Stored data entries
****************************************
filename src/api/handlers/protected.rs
use crate::{
    api::error::ErrorResponse,
    auth::{Claims, TokenService, require_bearer},
};
use axum::{
    Json,
    extract::Extension,
    http::{HeaderMap, StatusCode},
    response::{IntoResponse, Response},
};
use serde::Serialize;
use std::sync::Arc;
use tracing::{debug, instrument};
use utoipa::ToSchema;

#[derive(ToSchema, Serialize, Debug)]
pub struct Protected {
    pub message: String,
    pub user: Claims,
}

#[utoipa::path(
    get,
    path= "/api/protected",
    responses (
        (status = 200, description = "Token accepted", body = Protected, content_type = "application/json"),
        (status = 401, description = "Missing bearer token", body = ErrorResponse),
        (status = 403, description = "Invalid or expired token", body = ErrorResponse),
    ),
    security(("bearer" = [])),
    tag= "auth"
)]
#[instrument(skip(headers, tokens))]
pub async fn protected(
    headers: HeaderMap,
    Extension(tokens): Extension<Arc<TokenService>>,
) -> Response {
    let claims = match require_bearer(&headers, &tokens) {
        Ok(claims) => claims,
        Err(e) => return e.into_response(),
    };

    debug!(user_id = %claims.user_id, "Protected route accessed");

    (
        StatusCode::OK,
        Json(Protected {
            message: "This is a protected route".to_string(),
            user: claims,
        }),
    )
        .into_response()
}
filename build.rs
fn main() {
    built::write_built_file().expect("Failed to acquire build-time information");
}
//! Credential validation, session tokens and the bearer guard.

pub mod error;
pub mod guard;
pub mod service;
pub mod token;
pub mod validator;

pub use error::AuthError;
pub use guard::require_bearer;
pub use service::{LoginRequest, RegisterRequest, Session, login, register};
pub use token::{Claims, DEFAULT_TOKEN_TTL, TokenError, TokenService};
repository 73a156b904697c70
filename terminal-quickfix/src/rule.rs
//! Quick fix rule definitions and candidate production.
//!
//! A [`QuickFixRule`] pairs a command-line regex with one of three shapes
//! ([`RuleKind`]). Template kinds resolve `${group:<name>}` placeholders
//! themselves; callback kinds hand the match to a [`QuickFixProvider`].
//! Either way the output is a list of [`RawCandidate`]s, which the resolver
//! turns into actions.

use crate::command::{named_groups, FinishedCommand, OutputMatch, OutputMatcher};
use crate::template;
use regex::{Captures, Regex};
use std::collections::BTreeMap;
use std::fmt;
use url::Url;

// ─── Match input ────────────────────────────────────────────────────────

/// What a rule matched against a finished command.
#[derive(Debug)]
pub struct MatchResult<'a> {
    /// The full command line.
    pub command_line: &'a str,
    /// Captures of the rule's command-line matcher.
    pub command_line_match: Captures<'a>,
    /// Output match, when the rule has an output matcher and it hit.
    pub output_match: Option<OutputMatch>,
}

// ─── Raw candidates ─────────────────────────────────────────────────────

/// A free-form action produced by a callback rule.
pub struct CallbackCandidate {
    pub id: String,
    pub label: String,
    pub tooltip: Option<String>,
    pub enabled: bool,
    pub run: Box<dyn FnMut()>,
}

impl CallbackCandidate {
    pub fn new(id: impl Into<String>, label: impl Into<String>, run: impl FnMut() + 'static) -> Self {
        Self {
            id: id.into(),
            label: label.into(),
            tooltip: None,
            enabled: true,
            run: Box::new(run),
        }
    }
}

impl fmt::Debug for CallbackCandidate {
    fn fmt(&self, f: &mut fmt::Formatter<'_>) -> fmt::Result {
        f.debug_struct("CallbackCandidate")
            .field("id", &self.id)
            .field("label", &self.label)
            .field("tooltip", &self.tooltip)
            .field("enabled", &self.enabled)
            .finish_non_exhaustive()
    }
}

/// One unmaterialized suggestion.
#[derive(Debug)]
pub enum RawCandidate {
    /// Re-run a (corrected) command line.
    Command {
        id: String,
        command: String,
        add_newline: bool,
    },
    /// Open a link.
    Link { uri: Url },
    /// Run arbitrary host code.
    Callback(CallbackCandidate),
}

/// Produces candidates for a callback rule.
///
/// An empty `Vec` means "nothing to suggest"; providers never fail.
pub trait QuickFixProvider {
    fn provide(&self, matches: &MatchResult<'_>, command: &dyn FinishedCommand) -> Vec<RawCandidate>;
}

impl<F> QuickFixProvider for F
where
    F: Fn(&MatchResult<'_>, &dyn FinishedCommand) -> Vec<RawCandidate>,
{
    fn provide(&self, matches: &MatchResult<'_>, command: &dyn FinishedCommand) -> Vec<RawCandidate> {
        self(matches, command)
    }
}

// ─── QuickFixRule ───────────────────────────────────────────────────────

/// How a rule turns a match into candidates.
pub enum RuleKind {
    /// Substitute groups into a command line.
    CommandTemplate { template: String, add_newline: bool },
    /// Substitute groups into a URL.
    LinkTemplate { template: String },
    /// Delegate to host code.
    Callback(Box<dyn QuickFixProvider>),
}

impl fmt::Debug for RuleKind {
    fn fmt(&self, f: &mut fmt::Formatter<'_>) -> fmt::Result {
        match self {
            Self::CommandTemplate {
                template,
                add_newline,
            } => f
                .debug_struct("CommandTemplate")
                .field("template", template)
                .field("add_newline", add_newline)
                .finish(),
            Self::LinkTemplate { template } => f
                .debug_struct("LinkTemplate")
                .field("template", template)
                .finish(),
            Self::Callback(_) => f.write_str("Callback(..)"),
        }
    }
}

/// Where a rule came from. Diagnostics only.
#[derive(Debug, Clone, PartialEq, Eq)]
pub enum RuleSource {
    Builtin,
    /// Contributed by an extension or the user's config file.
    Contributed(String),
}

impl fmt::Display for RuleSource {
    fn fmt(&self, f: &mut fmt::Formatter<'_>) -> fmt::Result {
        match self {
            Self::Builtin => write!(f, "builtin"),
            Self::Contributed(id) => write!(f, "{id}"),
        }
    }
}

/// A registered quick fix rule. Immutable after registration.
#[derive(Debug)]
pub struct QuickFixRule {
    pub id: String,
    pub command_line_matcher: Regex,
    pub output_matcher: Option<OutputMatcher>,
    /// When set, the rule only applies if `exit code == 0` equals this value.
    pub exit_status: Option<bool>,
    pub kind: RuleKind,
    pub source: RuleSource,
}

impl QuickFixRule {
    fn with_kind(id: impl Into<String>, command_line_matcher: Regex, kind: RuleKind) -> Self {
        Self {
            id: id.into(),
            command_line_matcher,
            output_matcher: None,
            exit_status: None,
            kind,
            source: RuleSource::Builtin,
        }
    }

    /// A command-template rule. The resolved command is submitted with a
    /// trailing newline.
    pub fn command(id: impl Into<String>, command_line_matcher: Regex, template: impl Into<String>) -> Self {
        Self::with_kind(
            id,
            command_line_matcher,
            RuleKind::CommandTemplate {
                template: template.into(),
                add_newline: true,
            },
        )
    }

    /// A link-template rule.
    pub fn link(id: impl Into<String>, command_line_matcher: Regex, template: impl Into<String>) -> Self {
        Self::with_kind(
            id,
            command_line_matcher,
            RuleKind::LinkTemplate {
                template: template.into(),
            },
        )
    }

    /// A callback rule.
    pub fn callback(
        id: impl Into<String>,
        command_line_matcher: Regex,
        provider: impl QuickFixProvider + 'static,
    ) -> Self {
        Self::with_kind(id, command_line_matcher, RuleKind::Callback(Box::new(provider)))
    }

    #[must_use]
    pub fn with_output_matcher(mut self, matcher: OutputMatcher) -> Self {
        self.output_matcher = Some(matcher);
        self
    }

    #[must_use]
    pub fn with_exit_status(mut self, success: bool) -> Self {
        self.exit_status = Some(success);
        self
    }

    #[must_use]
    pub fn with_source(mut self, source: RuleSource) -> Self {
        self.source = source;
        self
    }

    /// Registry key: the matcher's pattern text.
    pub fn key(&self) -> &str {
        self.command_line_matcher.as_str()
    }

    /// Whether the exit-status filter admits a command with this outcome.
    pub fn accepts_exit(&self, succeeded: bool) -> bool {
        self.exit_status.map_or(true, |wanted| wanted == succeeded)
    }

    /// Produce raw candidates for a match.
    pub fn candidates(&self, matches: &MatchResult<'_>, command: &dyn FinishedCommand) -> Vec<RawCandidate> {
        match &self.kind {
            RuleKind::CommandTemplate {
                template,
                add_newline,
            } => self
                .resolve_template(template, matches)
                .map(|command| RawCandidate::Command {
                    id: self.id.clone(),
                    command,
                    add_newline: *add_newline,
                })
                .into_iter()
                .collect(),
            RuleKind::LinkTemplate { template } => {
                let Some(link) = self.resolve_template(template, matches) else {
                    return Vec::new();
                };
                match Url::parse(&link) {
                    Ok(uri) => vec![RawCandidate::Link { uri }],
                    Err(e) => {
                        tracing::debug!("Quick fix {} resolved an invalid link {link}: {e}", self.id);
                        Vec::new()
                    }
                }
            }
            RuleKind::Callback(provider) => provider.provide(matches, command),
        }
    }

    /// Groups used for template substitution: the output match when the rule
    /// has an output matcher, otherwise the command-line match.
    fn template_groups(&self, matches: &MatchResult<'_>) -> Option<BTreeMap<String, String>> {
        if self.output_matcher.is_some() {
            matches.output_match.as_ref().map(|m| m.groups.clone())
        } else {
            Some(named_groups(
                &self.command_line_matcher,
                &matches.command_line_match,
            ))
        }
    }

    fn resolve_template(&self, template: &str, matches: &MatchResult<'_>) -> Option<String> {
        let groups = self.template_groups(matches)?;
        template::substitute(template, &groups)
    }
}

#[cfg(test)]
mod tests {
    use super::*;
    use crate::command::TerminalCommand;

    fn candidates_for(rule: &QuickFixRule, cmd: &TerminalCommand) -> Vec<RawCandidate> {
        let caps = rule
            .command_line_matcher
            .captures(&cmd.command)
            .expect("command line matches");
        let output_match = rule
            .output_matcher
            .as_ref()
            .and_then(|m| cmd.output_match(m));
        let matches = MatchResult {
            command_line: &cmd.command,
            command_line_match: caps,
            output_match,
        };
        rule.candidates(&matches, cmd)
    }

    #[test]
    fn command_template_uses_output_groups() {
        let rule = QuickFixRule::command(
            "upstream",
            Regex::new(r"git\s+push").unwrap(),
            "git push --set-upstream origin ${group:branch}",
        )
        .with_output_matcher(OutputMatcher::new(
            Regex::new(r"--set-upstream origin (?<branch>\S+)").unwrap(),
        ));
        let cmd = TerminalCommand::new("git push", Some(128))
            .with_output("fatal: no upstream\n    git push --set-upstream origin feat/x");

        let out = candidates_for(&rule, &cmd);
        assert_eq!(out.len(), 1);
        match &out[0] {
            RawCandidate::Command {
                id,
                command,
                add_newline,
            } => {
                assert_eq!(id, "upstream");
                assert_eq!(command, "git push --set-upstream origin feat/x");
                assert!(*add_newline);
            }
            other => panic!("unexpected candidate {other:?}"),
        }
    }

    #[test]
    fn output_matcher_miss_yields_nothing() {
        let rule = QuickFixRule::command("r", Regex::new("make").unwrap(), "make ${group:t}")
            .with_output_matcher(OutputMatcher::new(Regex::new(r"target (?<t>\w+)").unwrap()));
        let cmd = TerminalCommand::new("make", Some(2)).with_output("nothing to see");
        assert!(candidates_for(&rule, &cmd).is_empty());
    }

    #[test]
    fn template_without_output_matcher_uses_command_line_groups() {
        let rule = QuickFixRule::command(
            "sudo",
            Regex::new(r"^apt (?<rest>.+)$").unwrap(),
            "sudo apt ${group:rest}",
        );
        let cmd = TerminalCommand::new("apt install jq", Some(100));
        match candidates_for(&rule, &cmd).as_slice() {
            [RawCandidate::Command { command, .. }] => assert_eq!(command, "sudo apt install jq"),
            other => panic!("unexpected candidates {other:?}"),
        }
    }

    #[test]
    fn link_template_resolves_to_url() {
        let rule = QuickFixRule::link(
            "issue",
            Regex::new("gh").unwrap(),
            "https://example.com/issues/${group:id}",
        )
        .with_output_matcher(OutputMatcher::new(Regex::new(r"issue #(?<id>\d+)").unwrap()));
        let cmd = TerminalCommand::new("gh issue view", Some(1)).with_output("see issue #42");

        match candidates_for(&rule, &cmd).as_slice() {
            [RawCandidate::Link { uri }] => assert_eq!(uri.as_str(), "https://example.com/issues/42"),
            other => panic!("unexpected candidates {other:?}"),
        }
    }

    #[test]
    fn unparsable_link_yields_nothing() {
        let rule = QuickFixRule::link("bad", Regex::new("x").unwrap(), "${group:path}")
            .with_output_matcher(OutputMatcher::new(Regex::new(r"(?<path>/tmp/\S+)").unwrap()));
        let cmd = TerminalCommand::new("x", Some(1)).with_output("/tmp/file");
        assert!(candidates_for(&rule, &cmd).is_empty());
    }

    #[test]
    fn callback_rule_delegates_to_provider() {
        let rule = QuickFixRule::callback(
            "cb",
            Regex::new("cargo").unwrap(),
            |m: &MatchResult<'_>, _: &dyn FinishedCommand| {
                vec![RawCandidate::Callback(CallbackCandidate::new(
                    "cb.action",
                    format!("Fix {}", m.command_line),
                    || {},
                ))]
            },
        );
        let cmd = TerminalCommand::new("cargo build", Some(101));
        match candidates_for(&rule, &cmd).as_slice() {
            [RawCandidate::Callback(c)] => {
                assert_eq!(c.id, "cb.action");
                assert_eq!(c.label, "Fix cargo build");
                assert!(c.enabled);
            }
            other => panic!("unexpected candidates {other:?}"),
        }
    }

    #[test]
    fn exit_filter() {
        let any = QuickFixRule::command("a", Regex::new("x").unwrap(), "y");
        assert!(any.accepts_exit(true));
        assert!(any.accepts_exit(false));

        let on_failure = QuickFixRule::command("f", Regex::new("x").unwrap(), "y").with_exit_status(false);
        assert!(!on_failure.accepts_exit(true));
        assert!(on_failure.accepts_exit(false));
    }

    #[test]
    fn key_is_pattern_text() {
        let rule = QuickFixRule::command("a", Regex::new(r"git\s+push").unwrap(), "y");
        assert_eq!(rule.key(), r"git\s+push");
        assert_eq!(rule.source.to_string(), "builtin");
    }
}
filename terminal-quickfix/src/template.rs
//! `${group:<name>}` placeholder substitution for command and link templates.
//!
//! A template resolves only if every placeholder names a captured group.
//! Partially substituted text is never returned: a shell must not receive a
//! literal `${group:...}` string.

use regex::{Captures, Regex};
use std::collections::BTreeMap;
use std::sync::OnceLock;

fn placeholder_re() -> &'static Regex {
    static RE: OnceLock<Regex> = OnceLock::new();
    RE.get_or_init(|| Regex::new(r"\$\{group:([^}]*)\}").expect("valid regex"))
}

/// Group names referenced by `template`, in order of appearance.
pub fn placeholders(template: &str) -> Vec<&str> {
    placeholder_re()
        .captures_iter(template)
        .filter_map(|caps| caps.get(1).map(|m| m.as_str()))
        .collect()
}

/// Replace every placeholder in `template` with its captured value.
///
/// Returns `None` when a placeholder has no captured group or the result is
/// empty.
pub fn substitute(template: &str, groups: &BTreeMap<String, String>) -> Option<String> {
    if let Some(name) = placeholders(template)
        .into_iter()
        .find(|name| !groups.contains_key(*name))
    {
        tracing::trace!("Template `{template}` references uncaptured group {name}");
        return None;
    }
    let resolved = placeholder_re().replace_all(template, |caps: &Captures<'_>| {
        groups.get(&caps[1]).cloned().unwrap_or_default()
    });
    if resolved.is_empty() {
        return None;
    }
    Some(resolved.into_owned())
}
//! Quick fix outcome reporting.
//!
//! Reports are logged and, when a consumer is connected, pushed onto an
//! unbounded `flume` channel. Sending never blocks and a dropped receiver is
//! not an error.

use crate::outcome::QuickFixReport;

#[derive(Debug, Clone, Default)]
pub struct TelemetryReporter {
    tx: Option<flume::Sender<QuickFixReport>>,
}

impl TelemetryReporter {
    /// Reporter feeding `tx`.
    pub fn new(tx: flume::Sender<QuickFixReport>) -> Self {
        Self { tx: Some(tx) }
    }

    /// Reporter plus the receiving end of its channel.
    pub fn channel() -> (Self, flume::Receiver<QuickFixReport>) {
        let (tx, rx) = flume::unbounded();
        (Self::new(tx), rx)
    }

    /// Reporter that only logs.
    pub fn disabled() -> Self {
        Self::default()
    }

    pub fn is_enabled(&self) -> bool {
        self.tx.is_some()
    }

    pub fn report(&self, report: QuickFixReport) {
        tracing::debug!(
            target: "terminal/quick-fix",
            quick_fix_id = %report.quick_fix_id,
            fixes_shown = report.fixes_shown,
            ran_quick_fix_command = ?report.ran_quick_fix_command,
            "quick fix outcome"
        );
        if let Some(tx) = &self.tx {
            let _ = tx.send(report);
        }
    }
}

#[cfg(test)]
mod tests {
    use super::*;

    fn sample(ran: Option<bool>) -> QuickFixReport {
        QuickFixReport {
            quick_fix_id: "Git Push Set Upstream".into(),
            fixes_shown: true,
            ran_quick_fix_command: ran,
        }
    }

    #[test]
    fn reports_reach_the_receiver() {
        let (reporter, rx) = TelemetryReporter::channel();
        reporter.report(sample(Some(true)));
        assert_eq!(rx.try_recv().unwrap(), sample(Some(true)));
        assert!(rx.try_recv().is_err());
    }

    #[test]
    fn dropped_receiver_is_ignored() {
        let (reporter, rx) = TelemetryReporter::channel();
        drop(rx);
        reporter.report(sample(None));
    }

    #[test]
    fn disabled_reporter_has_no_channel() {
        let reporter = TelemetryReporter::disabled();
        assert!(!reporter.is_enabled());
        reporter.report(sample(Some(false)));
    }

    #[test]
    fn serializes_with_camel_case_keys() {
        let json = serde_json::to_value(sample(Some(false))).unwrap();
        assert_eq!(
            json,
            serde_json::json!({
                "quickFixId": "Git Push Set Upstream",
                "fixesShown": true,
                "ranQuickFixCommand": false,
            })
        );

        let json = serde_json::to_value(sample(None)).unwrap();
        assert!(json.get("ranQuickFixCommand").is_none());
    }
}
//! Match resolution: finished command + registry → quick fix actions.

use crate::action::{Activation, QuickFixAction, UriOpener};
use crate::command::FinishedCommand;
use crate::registry::RuleRegistry;
use crate::rule::MatchResult;
use std::collections::HashSet;

/// Actions resolved for one finished command. Never empty.
#[derive(Debug)]
pub struct Resolution {
    actions: Vec<QuickFixAction>,
    expected_commands: HashSet<String>,
    command_line: String,
}

impl Resolution {
    /// Actions in the order their rules were evaluated.
    pub fn actions(&self) -> &[QuickFixAction] {
        &self.actions
    }

    /// Commands that count as "the user took the fix" if run next.
    pub fn expected_commands(&self) -> &HashSet<String> {
        &self.expected_commands
    }

    /// The command line that produced this resolution.
    pub fn command_line(&self) -> &str {
        &self.command_line
    }

    /// Concatenated action ids, identifying the fix-set that was offered.
    pub fn fix_id(&self) -> String {
        self.actions.iter().map(QuickFixAction::id).collect()
    }

    pub fn len(&self) -> usize {
        self.actions.len()
    }

    pub fn is_empty(&self) -> bool {
        self.actions.is_empty()
    }

    /// Run the action at `index`. `None` if there is no such action.
    pub fn run(&mut self, index: usize, opener: &dyn UriOpener) -> Option<Activation> {
        self.actions.get_mut(index).map(|action| action.run(opener))
    }
}

/// Evaluate every registered rule against `command`.
///
/// Returns `None` when no rule produced an action, so callers never render
/// an empty menu.
pub fn resolve(command: &dyn FinishedCommand, registry: &RuleRegistry) -> Option<Resolution> {
    let command_line = command.command_line();
    let succeeded = command.succeeded();
    let mut actions = Vec::new();
    let mut expected_commands = HashSet::new();

    for rule in registry.iter() {
        if !rule.accepts_exit(succeeded) {
            continue;
        }
        let Some(command_line_match) = rule.command_line_matcher.captures(command_line) else {
            continue;
        };
        let output_match = rule
            .output_matcher
            .as_ref()
            .and_then(|matcher| command.output_match(matcher));
        let matches = MatchResult {
            command_line,
            command_line_match,
            output_match,
        };

        let candidates = rule.candidates(&matches, command);
        tracing::trace!(
            "Quick fix {} matched `{command_line}` with {} candidate(s)",
            rule.id,
            candidates.len()
        );
        for candidate in candidates {
            let action = QuickFixAction::from_candidate(rule, candidate);
            if let Some(cmd) = action.command() {
                expected_commands.insert(cmd.to_string());
            }
            actions.push(action);
        }
    }

    if actions.is_empty() {
        return None;
    }
    tracing::debug!(
        "Resolved {} quick fix(es) for `{command_line}`",
        actions.len()
    );
    Some(Resolution {
        actions,
        expected_commands,
        command_line: command_line.to_string(),
    })
}
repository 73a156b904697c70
//! Quick fix configuration from `quickfix.toml`.
//!
//! ```toml
//! enabled = true
//! builtin_rules = true
//! audio_cue = false
//!
//! [[rules]]
//! id = "cargo.add"
//! command_line_matcher = "cargo (build|run)"
//! command_to_run = "cargo add ${group:krate}"
//! exit_status = false
//!
//! [rules.output_matcher]
//! line_matcher = "use of undeclared crate or module `(?<krate>\\w+)`"
//! ```

use crate::contribution::{self, ContributedQuickFix};
use crate::rule::QuickFixRule;
use anyhow::Context;
use serde::{Deserialize, Serialize};
use std::path::{Path, PathBuf};

#[derive(Debug, Clone, PartialEq, Eq, Serialize, Deserialize)]
pub struct QuickFixConfig {
    /// When false, finished commands are still tracked but never resolved.
    #[serde(default = "default_true")]
    pub enabled: bool,

    /// Register the built-in git rules.
    #[serde(default = "default_true")]
    pub builtin_rules: bool,

    /// Play the audio cue when a quick fix marker appears.
    #[serde(default = "default_true")]
    pub audio_cue: bool,

    /// Forward outcome reports to the telemetry channel.
    #[serde(default = "default_true")]
    pub telemetry: bool,

    /// User-contributed rules.
    #[serde(default)]
    pub rules: Vec<ContributedQuickFix>,
}

impl Default for QuickFixConfig {
    fn default() -> Self {
        Self {
            enabled: true,
            builtin_rules: true,
            audio_cue: true,
            telemetry: true,
            rules: Vec::new(),
        }
    }
}

fn default_true() -> bool {
    true
}

/// `<config_dir>/terminal-quickfix/quickfix.toml`.
pub fn default_config_path() -> PathBuf {
    dirs_next::config_dir()
        .unwrap_or_else(|| PathBuf::from("."))
        .join("terminal-quickfix")
        .join("quickfix.toml")
}

impl QuickFixConfig {
    /// Load configuration from the default config file.
    pub fn load() -> Self {
        Self::load_from(&default_config_path())
    }

    /// Load configuration from `path`, falling back to defaults.
    ///
    /// A missing file is silent; an unreadable or malformed one is logged.
    pub fn load_from(path: &Path) -> Self {
        if !path.exists() {
            return Self::default();
        }
        match Self::try_load_from(path) {
            Ok(config) => config,
            Err(e) => {
                tracing::warn!("Ignoring quick fix config {}: {e:#}", path.display());
                Self::default()
            }
        }
    }

    pub fn try_load_from(path: &Path) -> anyhow::Result<Self> {
        let content = std::fs::read_to_string(path)
            .with_context(|| format!("reading {}", path.display()))?;
        toml::from_str(&content).with_context(|| format!("parsing {}", path.display()))
    }

    /// Compile the configured rules, skipping invalid ones.
    pub fn contributed_rules(&self) -> Vec<QuickFixRule> {
        contribution::convert_all(&self.rules)
    }
}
****************************************
## Exercise directions
Nothing beyond the line containing "themselves; callback kinds" is to be output; the lines above, from the first one onward to that line, are to be transcribed exactly.

## Task result
filename src/api/handlers/protected.rs
use crate::{
    api::error::ErrorResponse,
    auth::{Claims, TokenService, require_bearer},
};
use axum::{
    Json,
    extract::Extension,
    http::{HeaderMap, StatusCode},
    response::{IntoResponse, Response},
};
use serde::Serialize;
use std::sync::Arc;
use tracing::{debug, instrument};
use utoipa::ToSchema;

#[derive(ToSchema, Serialize, Debug)]
pub struct Protected {
    pub message: String,
    pub user: Claims,
}

#[utoipa::path(
    get,
    path= "/api/protected",
    responses (
        (status = 200, description = "Token accepted", body = Protected, content_type = "application/json"),
        (status = 401, description = "Missing bearer token", body = ErrorResponse),
        (status = 403, description = "Invalid or expired token", body = ErrorResponse),
    ),
    security(("bearer" = [])),
    tag= "auth"
)]
#[instrument(skip(headers, tokens))]
pub async fn protected(
    headers: HeaderMap,
    Extension(tokens): Extension<Arc<TokenService>>,
) -> Response {
    let claims = match require_bearer(&headers, &tokens) {
        Ok(claims) => claims,
        Err(e) => return e.into_response(),
    };

    debug!(user_id = %claims.user_id, "Protected route accessed");

    (
        StatusCode::OK,
        Json(Protected {
            message: "This is a protected route".to_string(),
            user: claims,
        }),
    )
        .into_response()
}
filename build.rs
fn main() {
    built::write_built_file().expect("Failed to acquire build-time information");
}
//! Credential validation, session tokens and the bearer guard.

pub mod error;
pub mod guard;
pub mod service;
pub mod token;
pub mod validator;

pub use error::AuthError;
pub use guard::require_bearer;
pub use service::{LoginRequest, RegisterRequest, Session, login, register};
pub use token::{Claims, DEFAULT_TOKEN_TTL, TokenError, TokenService};
repository 73a156b904697c70
filename terminal-quickfix/src/rule.rs
//! Quick fix rule definitions and candidate production.
//!
//! A [`QuickFixRule`] pairs a command-line regex with one of three shapes
//! ([`RuleKind`]). Template kinds resolve `${group:<name>}` placeholders
//! themselves; callback kinds hand the match to a [`QuickFixProvider`].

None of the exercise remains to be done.